Nothing like the friendships of one’s boyhood, eh? Nothing in the world can take their
place. Now listen, you great lummox, no more of that long face. I won’t permit it. Great
big chap like you shouldn’t look like he’s about to blub. Blood brothers, old friend, what
do you say? All for one and one for all.’
‘Blood brothers,’ said Zulu, smiling a shy smile.
‘Onward, then,’ nodded Chekov, settling back on his cushions. ‘Impulse power only.’
The day Mrs Gandhi was murdered by her Sikh bodyguards, Zulu and Chekov played
squash in a private court in St John’s Wood. In the locker-room after showering,
prematurely-greying Chekov still panted heavily with a towel round his softening waist,
reluctant to expose his exhaustion-shrivelled purple penis to view; Zulu stood proudly
naked, thick-cocked, tossing his fine head of long black hair, caressing and combing it
with womanly sensuality, and at last twisting it swiftly into a knot.
‘Too good, Zulu yaar. Fataakh! Fataakh! What shots! Too bleddy good for me.’
‘You desk-pilots, ji. You lose your edge. Once you were ready for anything.’
‘Yeah, yeah, I’m over the hill. But you were only one year junior.’
‘I have led a purer life, ji – action, not words.’
‘You understand we will have to blacken your name,’ Chekov said softly.
Zulu turned slowly in Charles Atlas pose in front of a full-length mirror.
‘It has to look like a maverick stunt. If anything goes wrong, deniability is essential.

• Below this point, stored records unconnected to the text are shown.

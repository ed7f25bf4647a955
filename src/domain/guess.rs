//! Guess evaluation: classifies an incoming group message against the active
//! round and applies the per-round idempotence rules.
//!
//! Dispatch priority is fixed: bonus keyword, then the translation gate, then
//! sentence evaluation. One message triggers at most one outcome; with no
//! active round the message is ignored entirely.

use crate::domain::round::RoundState;
use crate::domain::{ParsedTarget, UserRef};

/// Literal trigger for the recurring bonus task. Matched after trimming
/// only — the keyword is case-sensitive.
pub const BONUS_KEYWORD: &str = "Aufgabe+";

/// Minimum whitespace-separated tokens for a qualifying sentence.
pub const MIN_SENTENCE_TOKENS: usize = 5;

/// Point rewards. Named configuration, not hidden literals: observed
/// deployments disagree on the first-guess value (1 vs 3), so the canonical
/// amount is a deployment decision.
#[derive(Debug, Clone, Copy, PartialEq, Eq)]
pub struct PointValues {
    pub first_guess: u64,
    pub sentence: u64,
    pub bonus: u64,
}

impl Default for PointValues {
    fn default() -> Self {
        Self {
            first_guess: 1,
            sentence: 2,
            bonus: 3,
        }
    }
}

/// Outcome of evaluating one message. Award-carrying variants have already
/// recorded the user in the round state; the caller only applies the points
/// and the reply.
#[derive(Debug, Clone, PartialEq, Eq)]
pub enum Evaluation {
    BonusAwarded { points: u64 },
    BonusAlreadyClaimed,
    FirstGuessCorrect { points: u64 },
    GuessIncorrect { article_hint: bool },
    TooLate { first: UserRef },
    SentenceAccepted { points: u64 },
    SentenceTooShort,
    SentenceMissingWord,
    SentenceIgnored,
}

/// Trim, collapse internal whitespace runs to one space, lowercase.
/// Applied identically to guesses and expected answers; idempotent.
pub fn normalize(text: &str) -> String {
    text.split_whitespace()
        .collect::<Vec<_>>()
        .join(" ")
        .to_lowercase()
}

pub fn is_bonus_keyword(text: &str) -> bool {
    text.trim() == BONUS_KEYWORD
}

/// The normalized answer the round expects: `article root` when the target
/// carries one, the bare root otherwise.
pub fn expected_answer(parsed: &ParsedTarget) -> String {
    match &parsed.article {
        Some(article) => normalize(&format!("{} {}", article, parsed.root)),
        None => normalize(&parsed.root),
    }
}

/// Evaluate one message against the group's round. Returns `None` when the
/// round is idle. Mutates the round state for award-carrying outcomes.
pub fn evaluate(
    state: &mut RoundState,
    user: &UserRef,
    text: &str,
    points: PointValues,
) -> Option<Evaluation> {
    let round = state.current_mut()?;

    // 1) Bonus claim, once per user per round.
    if is_bonus_keyword(text) {
        if round.bonus_claimants.contains(&user.id) {
            return Some(Evaluation::BonusAlreadyClaimed);
        }
        round.bonus_claimants.insert(user.id);
        return Some(Evaluation::BonusAwarded {
            points: points.bonus,
        });
    }

    let guess = normalize(text);
    let expected = expected_answer(&round.parsed);

    // 2) Translation gate. While nobody has guessed, every message is a
    // guess attempt. Once somebody was first, only an exact re-match of the
    // answer is blocked; everything else falls through to sentence checking.
    match &round.first_guesser {
        None => {
            if guess == expected {
                round.first_guesser = Some(user.clone());
                return Some(Evaluation::FirstGuessCorrect {
                    points: points.first_guess,
                });
            }
            return Some(Evaluation::GuessIncorrect {
                article_hint: round.parsed.has_article(),
            });
        }
        Some(first) => {
            if guess == expected {
                return Some(Evaluation::TooLate {
                    first: first.clone(),
                });
            }
        }
    }

    // 3) Sentence submission, once per user per round.
    if round.sentence_submitters.contains(&user.id) {
        return Some(Evaluation::SentenceIgnored);
    }
    if text.split_whitespace().count() < MIN_SENTENCE_TOKENS {
        return Some(Evaluation::SentenceTooShort);
    }
    if !guess.contains(&normalize(&round.parsed.root)) {
        return Some(Evaluation::SentenceMissingWord);
    }
    round.sentence_submitters.insert(user.id);
    Some(Evaluation::SentenceAccepted {
        points: points.sentence,
    })
}
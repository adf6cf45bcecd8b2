// src/evaluator.rs

use std::collections::HashMap;

use crate::ast::Node;
use crate::error::{Error, EvalError};
use crate::literal::Literal;
use crate::parser::parse;
use crate::registry::{FunctionRegistry, Rule};

/// Variable bindings for one evaluation call.
pub type Context = HashMap<String, Literal>;

// --- The Evaluator ---
impl Node {
    /// Evaluates the tree bottom-up. A call is resolved in this order: the
    /// function is looked up, its arity is checked, then its arguments are
    /// evaluated left to right (or handed to a lazy rule unevaluated).
    pub fn eval(&self, context: &Context, registry: &FunctionRegistry) -> Result<Literal, EvalError> {
        match self {
            Node::Literal(lit) => Ok(lit.clone()),

            Node::Variable(name) => context
                .get(name)
                .cloned()
                .ok_or_else(|| EvalError::UnboundVariable(name.clone())),

            Node::Call(name, args) => {
                let descriptor = registry
                    .get(name)
                    .ok_or_else(|| EvalError::UnknownFunction(name.clone()))?;
                descriptor.arity.check(name, args.len())?;
                tracing::trace!(function = %name, argc = args.len(), rule = ?descriptor.rule, "calling function");

                match &descriptor.rule {
                    Rule::Strict(func) => {
                        let values = eval_args(args, context, registry)?;
                        func(name, &values)
                    }
                    Rule::Host(func) => {
                        let values = eval_args(args, context, registry)?;
                        func(&values)
                    }
                    Rule::Lazy(func) => {
                        let mut eval_arg = |node: &Node| node.eval(context, registry);
                        func(name, args, &mut eval_arg)
                    }
                }
            }
        }
    }
}

fn eval_args(args: &[Node], context: &Context, registry: &FunctionRegistry) -> Result<Vec<Literal>, EvalError> {
    args.iter().map(|arg| arg.eval(context, registry)).collect()
}

pub fn evaluate(root: &Node, context: &Context, registry: &FunctionRegistry) -> Result<Literal, EvalError> {
    let result = root.eval(context, registry);
    if let Err(e) = &result {
        tracing::debug!(error = %e, "evaluation failed");
    }
    result
}

/// Parses and evaluates `input` in one step.
pub fn eval_str(input: &str, context: &Context, registry: &FunctionRegistry) -> Result<Literal, Error> {
    let tree = parse(input)?;
    Ok(evaluate(&tree, context, registry)?)
}
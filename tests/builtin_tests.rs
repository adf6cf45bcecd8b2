// tests/builtin_tests.rs

use rstest::rstest;
use sexp_engine::{Arity, EvalError, Literal, LiteralType, TypeExpectation};
use test_utils::*;

#[rstest]
#[case("(+ 1 2)", Literal::Integer(3))]
#[case("(+ 1 2 3 4)", Literal::Integer(10))]
#[case("(+ 7)", Literal::Integer(7))]
#[case("(- 10 3)", Literal::Integer(7))]
#[case("(- 3)", Literal::Integer(-3))]
#[case("(* 2 3 4)", Literal::Integer(24))]
#[case("(/ 20 2 5)", Literal::Integer(2))]
#[case("(/ -7 2)", Literal::Integer(-3))]
#[case("(% 17 5)", Literal::Integer(2))]
#[case("(+ 0.5 0.25)", Literal::Double(0.75))]
#[case("(* 2 1.5)", Literal::Double(3.0))]
#[case("(/ 5.0 2)", Literal::Double(2.5))]
#[case("(% 5.5 2)", Literal::Double(1.5))]
fn arithmetic(#[case] input: &str, #[case] expected: Literal) {
    assert_eq!(eval_ok(input), expected);
}

#[rstest]
#[case("(> 2 1)", true)]
#[case("(> 1 2)", false)]
#[case("(< 1 1.5)", true)]
#[case("(>= 2 2.0)", true)]
#[case("(<= 3 2)", false)]
#[case("(< \"aac\" \"mp3\")", true)]
#[case("(= 2 2.0)", true)]
#[case("(= \"ogg\" \"ogg\")", true)]
#[case("(= true false)", false)]
#[case("(= 1 \"1\")", false)]
#[case("(!= 1 2)", true)]
#[case("(and true true)", true)]
#[case("(and true false true)", false)]
#[case("(or false false)", false)]
#[case("(or false true)", true)]
#[case("(not true)", false)]
fn predicates(#[case] input: &str, #[case] expected: bool) {
    assert_eq!(eval_ok(input), Literal::Boolean(expected));
}

#[rstest]
#[case("(concat \"a\" \"b\" \"c\")", "abc")]
#[case("(cat \"vbr=\" true)", "vbr=true")]
#[case("(concat \"q\" 2.0)", "q2.0")]
#[case("(+ \"lame \" \"-V \" 2)", "lame -V 2")]
#[case("(join \",\" 1 2 3)", "1,2,3")]
#[case("(join \" ! \" \"a\")", "a")]
fn strings(#[case] input: &str, #[case] expected: &str) {
    assert_eq!(eval_ok(input), Literal::string(expected));
}

#[rstest]
#[case("(not)", "not", Arity::exactly(1), 0)]
#[case("(not true false)", "not", Arity::exactly(1), 2)]
#[case("(> 1 2 3)", ">", Arity::exactly(2), 3)]
#[case("(if true)", "if", Arity::between(2, 3), 1)]
#[case("(if true 1 2 3)", "if", Arity::between(2, 3), 4)]
#[case("(/ 1)", "/", Arity::at_least(2), 1)]
#[case("(concat)", "concat", Arity::at_least(1), 0)]
fn arity_errors(#[case] input: &str, #[case] function: &str, #[case] expected: Arity, #[case] actual: usize) {
    assert_eq!(
        eval_err(input),
        EvalError::Arity { function: function.to_string(), expected, actual }
    );
}

#[rstest]
#[case("(+ 1 true)", "+", TypeExpectation::Numeric, LiteralType::Boolean)]
#[case("(- \"a\")", "-", TypeExpectation::Numeric, LiteralType::String)]
#[case("(not 1)", "not", TypeExpectation::Exactly(LiteralType::Boolean), LiteralType::Integer)]
#[case("(or false \"yes\")", "or", TypeExpectation::Exactly(LiteralType::Boolean), LiteralType::String)]
#[case("(< 1 \"2\")", "<", TypeExpectation::Numeric, LiteralType::String)]
#[case("(join 1 2)", "join", TypeExpectation::Exactly(LiteralType::String), LiteralType::Integer)]
#[case("(cond 1 2)", "cond", TypeExpectation::Exactly(LiteralType::Boolean), LiteralType::Integer)]
fn type_mismatches(
    #[case] input: &str,
    #[case] function: &str,
    #[case] expected: TypeExpectation,
    #[case] actual: LiteralType,
) {
    assert_eq!(
        eval_err(input),
        EvalError::TypeMismatch { function: function.to_string(), expected, actual }
    );
}

#[test]
fn test_arity_error_ignores_argument_types() {
    // 2-arity function called with 3 mistyped arguments
    assert!(matches!(eval_err("(> \"a\" true 1.5)"), EvalError::Arity { actual: 3, .. }));
    assert!(matches!(eval_err("(= (missing) 1 2)"), EvalError::Arity { actual: 3, .. }));
}

#[test]
fn test_integer_division_by_zero() {
    assert_eq!(eval_err("(/ 4 0)"), EvalError::DivisionByZero { function: "/".to_string() });
    assert_eq!(eval_err("(% 4 0)"), EvalError::DivisionByZero { function: "%".to_string() });
    assert_eq!(eval_ok("(/ 4 0.0)"), Literal::Double(f64::INFINITY));
}

#[test]
fn test_integer_overflow_widens() {
    let result = eval_ok("(* 9223372036854775807 2)");
    assert_eq!(result.enclosed_type(), LiteralType::Double);
}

Even your wife must not suspect the truth.’
Spreading his arms and legs, Zulu made his body a giant X, stretching himself to the
limit. Then he came to attention. Chekov sounded a little frayed.
‘Zools? What do you say?’
‘Is the transporter ready?’
‘Come on, yaar, don’t arse around.’
‘Respectfully, Mister Chekov, sir, it’s my arse. Now then: is the transporter ready?’
‘Transporter ready. Aye.’
‘Then, energise.’
Chekov’s memorandum, classified top-secret, eyes-only, and addressed to ‘JTK’ (James
T. Kirk):
My strong recommendation is that Operation Startrek be aborted. To send a
Federation employee of Klingon origin unarmed into a Klingon cell to spy is the
crudest form of loyalty test. The operative in question has never shown ideological
deviation of any sort and deserves better, even in the present climate of mayhem,
hysteria and fear. If he fails to persuade the Klingons of his bona fides he can expect to
be treated with extreme prejudice. These are not hostage takers.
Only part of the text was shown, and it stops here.